Kinin generation in acute pneumonia and chronic bronchitis.

1997 
Kinins are potent inflammatory mediators, liberated from kininogens by different kininogenases. The aim of this study was to investigate the kinin generation pathways in acute and chronic inflammation of the lower airways. We studied bronchoalveolar lavage fluid (BALF) of patients with acute pneumonia, patients with chronic bronchitis and healthy controls. Kinins were determined by radioimmunoassay (RIA). Plasma kallikrein (pl-Kal), alpha2-macroglobulin (alpha2-M) and toluenesulphonylarginine methyl ester (TAME) esterase activity (TAME-ea) were studied in BALF before and after gel filtration chromatography. Plasma kallikrein and alpha2-M were measured using two newly developed sandwich enzyme-linked immunosorbent assays (ELISAs). TAME-ea was measured by a radiochemical assay.

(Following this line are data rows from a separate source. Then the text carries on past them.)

//! Schema definitions for both credential stores
//!
//! The two stores are deliberately independent databases with no shared
//! constraints; the only cross-store invariant (a globally unique RFID)
//! is enforced by a UNIQUE column in each store plus the precheck.

use rusqlite::Connection;
use tracing::info;

use crate::error::{RegistrarError, StoreSide};

/// Current schema version for migrations
pub const SCHEMA_VERSION: i32 = 1;

/// Initialize the stakeholders (identity) store schema
pub fn init_identity_schema(conn: &Connection) -> Result<(), RegistrarError> {
    init_schema(conn, StoreSide::Identity, STAKEHOLDERS_SCHEMA)
}

/// Initialize the entrysense (link/role) store schema
pub fn init_access_schema(conn: &Connection) -> Result<(), RegistrarError> {
    init_schema(conn, StoreSide::Access, ENTRYSENSE_SCHEMA)
}

fn init_schema(conn: &Connection, store: StoreSide, tables: &str) -> Result<(), RegistrarError> {
    let current_version = get_schema_version(conn, store)?;

    if current_version == 0 {
        info!(store = %store, "Creating new schema v{}", SCHEMA_VERSION);
        conn.execute_batch(tables).map_err(|e| {
            RegistrarError::Internal(format!("Failed to create {} tables: {}", store, e))
        })?;
        set_schema_version(conn, store, SCHEMA_VERSION)?;
    } else if current_version < SCHEMA_VERSION {
        info!(
            store = %store,
            "Migrating schema from v{} to v{}", current_version, SCHEMA_VERSION
        );
        migrate_schema(conn, store, current_version)?;
    }

    Ok(())
}

/// Get current schema version (0 if not initialized)
fn get_schema_version(conn: &Connection, store: StoreSide) -> Result<i32, RegistrarError> {
    conn.execute(
        "CREATE TABLE IF NOT EXISTS schema_version (version INTEGER NOT NULL)",
        [],
    )
    .map_err(|e| {
        RegistrarError::Internal(format!(
            "Failed to create {} schema_version table: {}",
            store, e
        ))
    })?;

    let version: i32 = conn
        .query_row("SELECT version FROM schema_version LIMIT 1", [], |row| {
            row.get(0)
        })
        .unwrap_or(0);

    Ok(version)
}

fn set_schema_version(
    conn: &Connection,
    store: StoreSide,
    version: i32,
) -> Result<(), RegistrarError> {
    conn.execute("DELETE FROM schema_version", []).map_err(|e| {
        RegistrarError::Internal(format!("Failed to clear {} schema_version: {}", store, e))
    })?;
    conn.execute("INSERT INTO schema_version (version) VALUES (?)", [version])
        .map_err(|e| {
            RegistrarError::Internal(format!("Failed to set {} schema_version: {}", store, e))
        })?;
    Ok(())
}

fn migrate_schema(
    conn: &Connection,
    store: StoreSide,
    _from_version: i32,
) -> Result<(), RegistrarError> {
    // No migrations yet; branch on _from_version here once SCHEMA_VERSION
    // moves past 1.
    set_schema_version(conn, store, SCHEMA_VERSION)
}

/// Store A: canonical person profiles, one row per registered credential.
/// The UNIQUE rfid column is the authoritative duplicate guard for this store.
const STAKEHOLDERS_SCHEMA: &str = r#"
CREATE TABLE IF NOT EXISTS stakeholders (
    id INTEGER PRIMARY KEY AUTOINCREMENT,
    rfid TEXT NOT NULL UNIQUE,
    role TEXT NOT NULL,
    photo TEXT NOT NULL DEFAULT '',
    first_name TEXT NOT NULL,
    middle_initial TEXT NOT NULL DEFAULT '',
    last_name TEXT NOT NULL,
    department TEXT NOT NULL DEFAULT '',
    course_or_position TEXT NOT NULL DEFAULT '',
    address TEXT NOT NULL DEFAULT '',
    contact_number TEXT NOT NULL DEFAULT '',
    birthdate TEXT NOT NULL DEFAULT '',
    height TEXT NOT NULL DEFAULT '',
    weight TEXT NOT NULL DEFAULT '',
    gender TEXT NOT NULL DEFAULT '',
    civil_status TEXT NOT NULL DEFAULT '',
    emergency_contact TEXT NOT NULL DEFAULT '',
    emergency_address TEXT NOT NULL DEFAULT '',
    created_at TEXT NOT NULL DEFAULT (datetime('now'))
);

CREATE INDEX IF NOT EXISTS idx_stakeholders_role ON stakeholders(role);
"#;

/// Store B: the rfid_info link table plus one table per role profile and the
/// per-role cross-link tables tying link ids to generated role identifiers.
const ENTRYSENSE_SCHEMA: &str = r#"
-- Link table; the store-assigned id keys the generated role identifier
CREATE TABLE IF NOT EXISTS rfid_info (
    id INTEGER PRIMARY KEY AUTOINCREMENT,
    rfid_uid TEXT NOT NULL UNIQUE,
    role TEXT NOT NULL,
    created_at TEXT NOT NULL DEFAULT (datetime('now'))
);

CREATE TABLE IF NOT EXISTS student (
    student_id TEXT PRIMARY KEY NOT NULL,
    first_name TEXT NOT NULL,
    middle_name TEXT NOT NULL DEFAULT '',
    last_name TEXT NOT NULL,
    department TEXT NOT NULL DEFAULT '',
    course TEXT NOT NULL DEFAULT '',
    photo TEXT NOT NULL DEFAULT ''
);

CREATE TABLE IF NOT EXISTS employee (
    employee_id TEXT PRIMARY KEY NOT NULL,
    first_name TEXT NOT NULL,
    middle_name TEXT NOT NULL DEFAULT '',
    last_name TEXT NOT NULL,
    department TEXT NOT NULL DEFAULT '',
    position TEXT NOT NULL DEFAULT '',
    photo TEXT NOT NULL DEFAULT ''
);

CREATE TABLE IF NOT EXISTS guest (
    guest_id TEXT PRIMARY KEY NOT NULL,
    first_name TEXT NOT NULL,
    middle_name TEXT NOT NULL DEFAULT '',
    last_name TEXT NOT NULL,
    purpose TEXT NOT NULL DEFAULT '',
    photo TEXT NOT NULL DEFAULT ''
);

CREATE TABLE IF NOT EXISTS rfid_student_info (
    rfid_id INTEGER NOT NULL,
    student_id TEXT NOT NULL,
    PRIMARY KEY (rfid_id, student_id),
    FOREIGN KEY (rfid_id) REFERENCES rfid_info(id) ON DELETE CASCADE,
    FOREIGN KEY (student_id) REFERENCES student(student_id) ON DELETE CASCADE
);

CREATE TABLE IF NOT EXISTS rfid_employee_info (
    rfid_id INTEGER NOT NULL,
    employee_id TEXT NOT NULL,
    PRIMARY KEY (rfid_id, employee_id),
    FOREIGN KEY (rfid_id) REFERENCES rfid_info(id) ON DELETE CASCADE,
    FOREIGN KEY (employee_id) REFERENCES employee(employee_id) ON DELETE CASCADE
);

CREATE TABLE IF NOT EXISTS rfid_guest_info (
    rfid_id INTEGER NOT NULL,
    guest_id TEXT NOT NULL,
    PRIMARY KEY (rfid_id, guest_id),
    FOREIGN KEY (rfid_id) REFERENCES rfid_info(id) ON DELETE CASCADE,
    FOREIGN KEY (guest_id) REFERENCES guest(guest_id) ON DELETE CASCADE
);

CREATE INDEX IF NOT EXISTS idx_rfid_info_role ON rfid_info(role);
"#;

After gel filtration, inhibition of TAME-ea with benzamidine, soy-bean-trypsin inhibitor (SBTI) and aprotinin was performed. Kinins and TAME-ea did not differ significantly between acute pneumonia and chronic bronchitis, whereas pl-Kal and alpha2-M values were significantly higher in acute pneumonia. Gel filtration revealed the highest TAME-ea peak in acute pneumonia corresponding with the first alpha2-M peak at approximately 800 kDa, whereas in chronic bronchitis the highest peak was found at approximately 40 kDa. The inhibition test showed that the TAME-ea peak at approximately 800 kDa was due to pl-Kal and the TAME-ea peak at approximately 40 kDa was mainly due to tissue kallikrein. High peaks of alpha2-M and pl-Kal were found in pneumonia and only small peaks were seen in chronic bronchitis. We conclude that in acute airway inflammation kinins seem to be mainly generated by plasma kallikrein whereas in chronic inflammation, kininogenases other than plasma kallikrein, such as tissue kallikrein, seem to be more important.